For anyone new to the area, Antique Alley is an annual yard sale extravaganza across Highway 11. The event stretches from Meridian, Miss. to Bristol, Va., with Dade County sitting squarely in the middle. It is always held the weekend after Mother’s Day.
One local, Tuck Knight, has enjoyed perusing the sale since Antique Alley’s inception in 1997. Knight said, “I’m not a vendor; I’m a looker. I’ve bought a lot of stuff over the years. Sometimes I just throw it back, but sometimes I use it.”
Knight wasn’t looking for anything in particular this year, and as of noon on Thursday, May 18, he had yet to make any purchases. “Most times, the prices are good, but some of these people want double what it’s worth,” he said. “If it’s something I want and I think the price is too high, I’ll haggle a bit.”
Sellers who don’t live along Highway 11 rented spots at the Dade County Sports Complex, joined friends who have property along the route, or set up in front of businesses who allowed folks to use their lots.
Connie Hambly was one vendor who set up at the sports complex. She said, “This is my third year in the sale. Last year, I made about $300 or $400. We love Antique Alley, but it’s time to move things out. I keep saying to myself, ‘You don’t need to buy that because you’re trying to move stuff out, not in!’”
Larry York, who owned Larry’s Restaurant for 42 years, set up at his home just off Highway 11 on Cedar Lane.
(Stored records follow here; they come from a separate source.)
//! Configuration for the in-memory engine.
//!
//! Configs are plain RON:
//!
//! ```ron
//! (
//!     name: "scratch",
//!     max_file_size: Some(1048576),
//!     max_open_handles: None,
//! )
//! ```
//!
//! Omitted fields take their defaults.

use serde::{Deserialize, Serialize};

/// Default backend name.
const DEFAULT_NAME: &str = "MemoryFs";

/// In-memory engine settings.
#[derive(Debug, Clone, PartialEq, Eq, Serialize, Deserialize)]
#[serde(default)]
pub struct MemFsConfig {
    /// Reported by `Fs::name`.
    pub name: String,
    /// Largest size a file may grow to; `None` for no limit.
    pub max_file_size: Option<u64>,
    /// Most handles that may be open at once; `None` for no limit.
    pub max_open_handles: Option<usize>,
}

impl Default for MemFsConfig {
    fn default() -> Self {
        Self {
            name: DEFAULT_NAME.to_string(),
            max_file_size: None,
            max_open_handles: None,
        }
    }
}

impl MemFsConfig {
    /// Parse a RON document.
    pub fn from_ron_str(text: &str) -> Result<Self, ConfigError> {
        Ok(ron::from_str(text)?)
    }

    /// Read and parse a RON file from the host filesystem.
    pub fn load(path: impl AsRef<std::path::Path>) -> Result<Self, ConfigError> {
        let text = std::fs::read_to_string(path)?;
        Self::from_ron_str(&text)
    }
}

/// Errors that can occur when loading a config.
#[derive(Debug, thiserror::Error)]
pub enum ConfigError {
    #[error("IO error: {0}")]
    Io(#[from] std::io::Error),
    #[error("RON parse error: {0}")]
    Ron(#[from] ron::error::SpannedError),
}
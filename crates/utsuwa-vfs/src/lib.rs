//! Virtual filesystem with POSIX-like semantics.
//!
//! - [`Fs`] - the operation set every backend implements
//! - [`File`] - an open handle with its own cursor
//! - [`MemoryFs`] - in-memory engine, safe to share between threads
//! - [`OsFs`] - the host filesystem
//! - [`BasePathFs`], [`ReadOnlyFs`], [`RegexFs`] - wrappers over another `Fs`
//!
//! All backends report failures as [`VfsError`]s carrying the failing
//! operation, the caller's path and an [`ErrorKind`], so callers cannot tell
//! backends apart by their errors.

pub mod backends;
pub mod config;
mod error;
pub mod mem;
mod ops;
pub mod path;
mod types;
pub mod util;

pub use backends::{BasePathFs, OsFile, OsFs, ReadOnlyFs, RegexFs};
pub use config::{ConfigError, MemFsConfig};
pub use error::{ErrorKind, Op, VfsError, VfsResult, from_handle_io};
pub use mem::{MemFile, MemoryFs};
pub use ops::{DEFAULT_FILE_MODE, File, Fs};
pub use types::{FileAttr, FileMode, FileType, OpenFlags};
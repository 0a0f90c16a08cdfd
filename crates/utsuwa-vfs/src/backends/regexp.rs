//! Name-filtering wrapper.

use std::path::Path;
use std::sync::Arc;
use std::time::SystemTime;

use regex::Regex;

use crate::error::{ErrorKind, Op, VfsError, VfsResult};
use crate::ops::{File, Fs};
use crate::path;
use crate::types::{FileAttr, FileMode, OpenFlags};

/// Hides every file whose leaf name does not match a pattern.
///
/// Hidden files behave as if absent. Directories are never hidden, so the
/// tree stays navigable.
#[derive(Debug, Clone)]
pub struct RegexFs {
    inner: Arc<dyn Fs>,
    pattern: Regex,
}

impl RegexFs {
    pub fn new(inner: Arc<dyn Fs>, pattern: Regex) -> Self {
        Self { inner, pattern }
    }

    fn matches(&self, path: &Path) -> bool {
        let clean = path::normalize(path);
        let name = path::split(&clean).map_or(path::ROOT, |(_, name)| name);
        self.pattern.is_match(name)
    }

    fn require_match(&self, op: Op, path: &Path) -> VfsResult<()> {
        if self.matches(path) {
            Ok(())
        } else {
            Err(VfsError::path(op, path, ErrorKind::NotExist))
        }
    }

    /// Directories pass; files must match.
    fn dir_or_match(&self, op: Op, path: &Path) -> VfsResult<()> {
        let attr = self
            .inner
            .stat(path)
            .map_err(|e| VfsError::path(op, path, e.kind()))?;
        if attr.is_dir() {
            return Ok(());
        }
        self.require_match(op, path)
    }
}

impl Fs for RegexFs {
    fn name(&self) -> &str {
        "RegexFs"
    }

    fn create(&self, path: &Path) -> VfsResult<Box<dyn File>> {
        self.require_match(Op::Open, path)?;
        self.inner.create(path)
    }

    fn open(&self, path: &Path) -> VfsResult<Box<dyn File>> {
        self.dir_or_match(Op::Open, path)?;
        self.inner.open(path)
    }

    fn open_file(&self, path: &Path, flags: OpenFlags, mode: FileMode) -> VfsResult<Box<dyn File>> {
        match self.dir_or_match(Op::Open, path) {
            Ok(()) => {}
            Err(e) if e.is_not_exist() && flags.create => self.require_match(Op::Open, path)?,
            Err(e) => return Err(e),
        }
        self.inner.open_file(path, flags, mode)
    }

    fn mkdir(&self, path: &Path, mode: FileMode) -> VfsResult<()> {
        self.inner.mkdir(path, mode)
    }

    fn mkdir_all(&self, path: &Path, mode: FileMode) -> VfsResult<()> {
        self.inner.mkdir_all(path, mode)
    }

    fn read_dir(&self, path: &Path) -> VfsResult<Vec<FileAttr>> {
        let entries = self.inner.read_dir(path)?;
        Ok(entries
            .into_iter()
            .filter(|entry| entry.is_dir() || self.pattern.is_match(&entry.name))
            .collect())
    }

    fn remove(&self, path: &Path) -> VfsResult<()> {
        self.dir_or_match(Op::Remove, path)?;
        self.inner.remove(path)
    }

    fn remove_all(&self, path: &Path) -> VfsResult<()> {
        match self.dir_or_match(Op::Remove, path) {
            Ok(()) => self.inner.remove_all(path),
            // Invisible or absent: nothing to do.
            Err(e) if e.is_not_exist() => Ok(()),
            Err(e) => Err(e),
        }
    }

    fn rename(&self, old: &Path, new: &Path) -> VfsResult<()> {
        let link = |e: VfsError| VfsError::link(Op::Rename, old, new, e.kind());
        let attr = self.inner.stat(old).map_err(link)?;
        if !attr.is_dir() {
            self.require_match(Op::Rename, old).map_err(link)?;
            self.require_match(Op::Rename, new).map_err(link)?;
        }
        self.inner.rename(old, new)
    }

    fn stat(&self, path: &Path) -> VfsResult<FileAttr> {
        self.dir_or_match(Op::Stat, path)?;
        self.inner.stat(path)
    }

    fn chmod(&self, path: &Path, mode: FileMode) -> VfsResult<()> {
        self.dir_or_match(Op::Chmod, path)?;
        self.inner.chmod(path, mode)
    }

    fn chtimes(&self, path: &Path, atime: SystemTime, mtime: SystemTime) -> VfsResult<()> {
        self.dir_or_match(Op::Chtimes, path)?;
        self.inner.chtimes(path, atime, mtime)
    }
}
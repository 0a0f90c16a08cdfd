//! Backends and wrappers at the interface boundary.
//!
//! [`OsFs`] talks to the host filesystem. The rest wrap any other [`Fs`]
//! and delegate to it.
//!
//! [`Fs`]: crate::Fs

mod base_path;
mod os;
mod read_only;
mod regexp;

pub use base_path::BasePathFs;
pub use os::{OsFile, OsFs};
pub use read_only::ReadOnlyFs;
pub use regexp::RegexFs;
He was selling his wife’s sewing supplies and other household items after she died in September 2022. “I don’t sew,” he laughed. “We’ve probably got about 300 cookbooks in the house.” Larry and Janet were married for 47 years before Janet died of brain cancer.
Linda York, Marilyn Wallin, and Tabatha Ryan set up in a home owned by the Ryan family, with more friends planning to join throughout the weekend. York explained, “A couple of years ago, we sold at the house across from the Four Fields. We had the best traffic. We started setting up on Wednesday, and we couldn’t get our stuff out because of people stopping by.”
The three women had a large collection of glassware and unique furniture. York said, “There were several glass companies that make really unique pieces, and I’ve always been attracted to colored glass. Some of it’s real hard to find, and some of it’s a dime a dozen.”
For their first year selling at Antique Alley, Daniel and Bobbie Camp set up in front of Small Town Nutrition, just off the town square. For Coreen Otto, however, she hopes that this was her last Antique Alley. The yard sale veteran said, “I help support an orphanage in Mexico. A lot of what we make here goes to the orphanage.” Otto sells handmade items to help support the orphanage, and this year, she was selling a quilt put together by her and her daughter-in-law.